1. Generic Intent model for Full Life-Cycle Assurance: It is
necessary to construct an intent model for the full life-cycle
from both top-to-down and down-to-top perspectives, including the
intent input state, the intent execution state, and the intent
completion state, etc, merged in a generic logic model. It makes
sense of ensuring the E2E guaranteed implementation of any
network intent and verifying the intent state through consistent
mathematical logic.
2. Autonomous End-to-End Network Policy Generation: Intent-based
networks should provide the network configuration policies to
always well understand the requested network services in time, in
particular towards various dynamic on-demand service
requirements. Therefore, intent-based networks should make the
network QoS satisfy the users’ Quality of Experience (QoE) from a
vertical perspective of a network protocol or different intent
holders. Meanwhile, the current network is based on domain-
specific local policy optimization, and it is hard to ensure an
E2E QoS guarantee, in particular a cross-domain global
optimization.

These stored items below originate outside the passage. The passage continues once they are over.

// src/status.rs
//! Turns one homework record into the chat message for its review verdict.

use serde_json::Value;

use crate::api::validate::type_name;
use crate::api::HomeworkRecord;
use crate::error::{BotError, Result};

/// Candidate message when the API reports no homework updates.
pub const NO_NEW_STATUSES: &str = "Новых статусов нет.";

#[derive(Debug, Clone, Copy, PartialEq, Eq, Hash)]
pub enum HomeworkStatus {
    Approved,
    Reviewing,
    Rejected,
}

/// Closed verdict table. New statuses go here and in the enum, nowhere else.
pub static VERDICTS: [(HomeworkStatus, &str, &str); 3] = [
    (
        HomeworkStatus::Approved,
        "approved",
        "Работа проверена: ревьюеру всё понравилось. Ура!",
    ),
    (
        HomeworkStatus::Reviewing,
        "reviewing",
        "Работа взята на проверку ревьюером.",
    ),
    (
        HomeworkStatus::Rejected,
        "rejected",
        "Работа проверена: у ревьюера есть замечания.",
    ),
];

impl HomeworkStatus {
    pub fn from_code(code: &str) -> Option<Self> {
        VERDICTS
            .iter()
            .find(|(_, c, _)| *c == code)
            .map(|(status, _, _)| *status)
    }

    pub fn code(self) -> &'static str {
        self.entry().1
    }

    pub fn verdict(self) -> &'static str {
        self.entry().2
    }

    fn entry(self) -> &'static (HomeworkStatus, &'static str, &'static str) {
        let row = match self {
            HomeworkStatus::Approved => 0,
            HomeworkStatus::Reviewing => 1,
            HomeworkStatus::Rejected => 2,
        };
        &VERDICTS[row]
    }
}

pub fn interpret(record: &HomeworkRecord) -> Result<String> {
    if record.as_object().is_none() {
        return Err(BotError::Schema(format!(
            "homework record must be an object, got {}",
            type_name(record.raw())
        )));
    }

    let name = match record.field("homework_name") {
        None => return Err(BotError::MissingField("homework_name")),
        Some(Value::String(s)) => s.as_str(),
        Some(other) => {
            return Err(BotError::Schema(format!(
                "`homework_name` must be a string, got {other}"
            )))
        }
    };

    let code = match record.field("status") {
        None => return Err(BotError::MissingField("status")),
        Some(Value::String(s)) => s.clone(),
        Some(other) => other.to_string(),
    };
    let status = HomeworkStatus::from_code(&code).ok_or(BotError::UnknownStatus(code))?;

    Ok(format!(
        "Изменился статус проверки работы \"{name}\". {}",
        status.verdict()
    ))
}

#[cfg(test)]
mod tests {
    use super::*;
    use serde_json::json;

    fn record(v: Value) -> HomeworkRecord {
        HomeworkRecord::new(v)
    }

    #[test]
    fn table_rows_match_their_status() {
        for (row, (status, _, _)) in VERDICTS.iter().enumerate() {
            assert!(std::ptr::eq(status.entry(), &VERDICTS[row]), "{status:?}");
        }
    }

    #[test]
    fn non_object_record_is_schema_error() {
        let err = interpret(&record(json!(["approved"]))).unwrap_err();
        assert!(matches!(err, BotError::Schema(ref m) if m.contains("a list")), "{err:?}");
    }

    #[test]
    fn every_verdict_renders_name_and_text() {
        for (status, code, text) in VERDICTS {
            let msg = interpret(&record(json!({
                "homework_name": "hw05_final",
                "status": code
            })))
            .unwrap();
            assert!(msg.contains("hw05_final"), "{msg}");
            assert!(msg.contains(text), "{msg}");
            assert_eq!(status.code(), code);
            assert_eq!(HomeworkStatus::from_code(code), Some(status));
        }
    }

    #[test]
    fn missing_name_is_reported() {
        let err = interpret(&record(json!({ "status": "approved" }))).unwrap_err();
        assert!(matches!(err, BotError::MissingField("homework_name")));
    }

    #[test]
    fn missing_status_is_reported() {
        let err = interpret(&record(json!({ "homework_name": "x", "status": null }))).unwrap_err();
        assert!(matches!(err, BotError::MissingField("status")));
    }

    #[test]
    fn unknown_status_is_rejected() {
        let err = interpret(&record(json!({ "homework_name": "x", "status": "done" }))).unwrap_err();
        assert!(matches!(err, BotError::UnknownStatus(ref s) if s == "done"));

        // codes are case-sensitive
        let err = interpret(&record(json!({ "homework_name": "x", "status": "APPROVED" })))
            .unwrap_err();
        assert!(matches!(err, BotError::UnknownStatus(_)));
    }

    #[test]
    fn non_string_status_is_unknown() {
        let err = interpret(&record(json!({ "homework_name": "x", "status": 1 }))).unwrap_err();
        assert!(matches!(err, BotError::UnknownStatus(ref s) if s == "1"));
    }

    #[test]
    fn extra_fields_are_ignored() {
        let msg = interpret(&record(json!({
            "id": 124,
            "homework_name": "username__hw_python_oop.zip",
            "status": "rejected",
            "reviewer_comment": "Код не по PEP8",
            "date_updated": "2020-02-13T16:42:47Z"
        })))
        .unwrap();
        assert_eq!(
            msg,
            "Изменился статус проверки работы \"username__hw_python_oop.zip\". \
             Работа проверена: у ревьюера есть замечания."
        );
    }
}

Therefore, intent-based networks should provide an
E2E optimization policies across multi-domain networking
applications.
3. Intent Implementation with Large language Models (LLMs): Large
language models (LLMs) such as Flan-T5 [Flan-T5] and GPT-3
[GPT-3] will play an important role in enhancing the accuracy of
intent refinement, resulting from the powerful understanding
capabilities of LLMs and the entity relationships in knowledge
graphs [Knowledge-Graph]. It is also beneficial to network
policy generation according to the network status. Although we
have involved different kinds of AI models at each intent-based
networks’ stages, there still lack of generality and accuracy.
Meanwhile, human interference is still in the full life-cycle of
intent-based networks, and in the future the knowledge graph-
assisted LLMs can further reduce the human intervention, and even
make the human completely be out of the full life-cycle of the
intent-based networks.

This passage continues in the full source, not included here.